North Korea presents the Bush administration with a dilemma that is uncannily similar to the one presented by Iraq. Much like Saddam Hussein, North Korean leader Kim Jong Il presides over a totalitarian regime that is built on a cult of personality. Bush has openly expressed a personal loathing of Kim, much as he has of Hussein.
And like Iraq, North Korea has over the years frustrated diplomatic efforts to divest it of a terrifying arsenal of chemical and biological weapons.
Up to a few weeks ago, the conventional wisdom was that the North Koreans were trying to provoke the United States into negotiations with the idea that they would have a stronger hand before a war with Iraq. Now that the Iraqi campaign has begun, some analysts believe the North Koreans are in a quandary about what to do.

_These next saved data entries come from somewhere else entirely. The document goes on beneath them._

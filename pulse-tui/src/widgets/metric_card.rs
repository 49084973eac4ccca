//! Headline number card.

use pulse_cache::QueryState;
use ratatui::{
    layout::{Alignment, Rect},
    style::{Modifier, Style},
    text::{Line, Span},
    widgets::{Block, Borders, Paragraph},
    Frame,
};

use crate::theme::PulseTheme;

/// What a card shows while its inputs resolve.
#[derive(Debug, Clone, PartialEq)]
pub enum CardValue {
    Loading,
    Error,
    Ready(String),
}

impl CardValue {
    /// `failed` wins over a stale value so errors are never hidden.
    pub fn from_parts(failed: bool, value: Option<String>) -> Self {
        match (failed, value) {
            (true, _) => CardValue::Error,
            (false, Some(value)) => CardValue::Ready(value),
            (false, None) => CardValue::Loading,
        }
    }

    pub fn for_state<T: ?Sized>(state: &QueryState<T>, value: Option<String>) -> Self {
        Self::from_parts(state.is_error(), value)
    }

    pub fn text(&self) -> &str {
        match self {
            CardValue::Loading => "...",
            CardValue::Error => "ERR",
            CardValue::Ready(value) => value,
        }
    }
}

pub struct MetricCard<'a> {
    pub title: &'a str,
    pub value: CardValue,
    pub theme: &'a PulseTheme,
}

impl MetricCard<'_> {
    pub fn render(&self, f: &mut Frame<'_>, area: Rect) {
        let color = match self.value {
            CardValue::Loading => self.theme.text_dim,
            CardValue::Error => self.theme.error,
            CardValue::Ready(_) => self.theme.primary,
        };
        let value = Line::from(Span::styled(
            self.value.text().to_string(),
            Style::default().fg(color).add_modifier(Modifier::BOLD),
        ));
        let card = Paragraph::new(value).alignment(Alignment::Center).block(
            Block::default()
                .title(self.title)
                .borders(Borders::ALL)
                .border_style(Style::default().fg(self.theme.border)),
        );
        f.render_widget(card, area);
    }
}

#[cfg(test)]
mod tests {
    use super::*;

    #[test]
    fn test_card_text() {
        assert_eq!(CardValue::from_parts(false, None).text(), "...");
        assert_eq!(CardValue::from_parts(true, Some("3".into())).text(), "ERR");
        assert_eq!(CardValue::from_parts(false, Some("3".into())).text(), "3");
    }
}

"I don't think North Korea will be too adventuristic .... Despite brave talk, North Korea turns out to be a rather pragmatic actor. North Korea is not necessarily wise or prudent, but it is not self-destructive," said Han Sung Joo, a former South Korean foreign minister. "But I think North Korea could be opportunistic, taking advantage of the situation with caution."
Han added that North Korea was most likely surprised by the Bush administration's willingness to forge ahead in Iraq without U.N. backing, as well as by the South Korean president's support of the war.
"If there was any doubt about the U.S. capability or propensity to use force in the face of tremendous opposition at home and abroad, this should settle it .... And when the chips are down, the South Koreans -- even a very progressive government -- will side with the United States," Han said. "I'm sure the North Koreans are mulling over these lessons."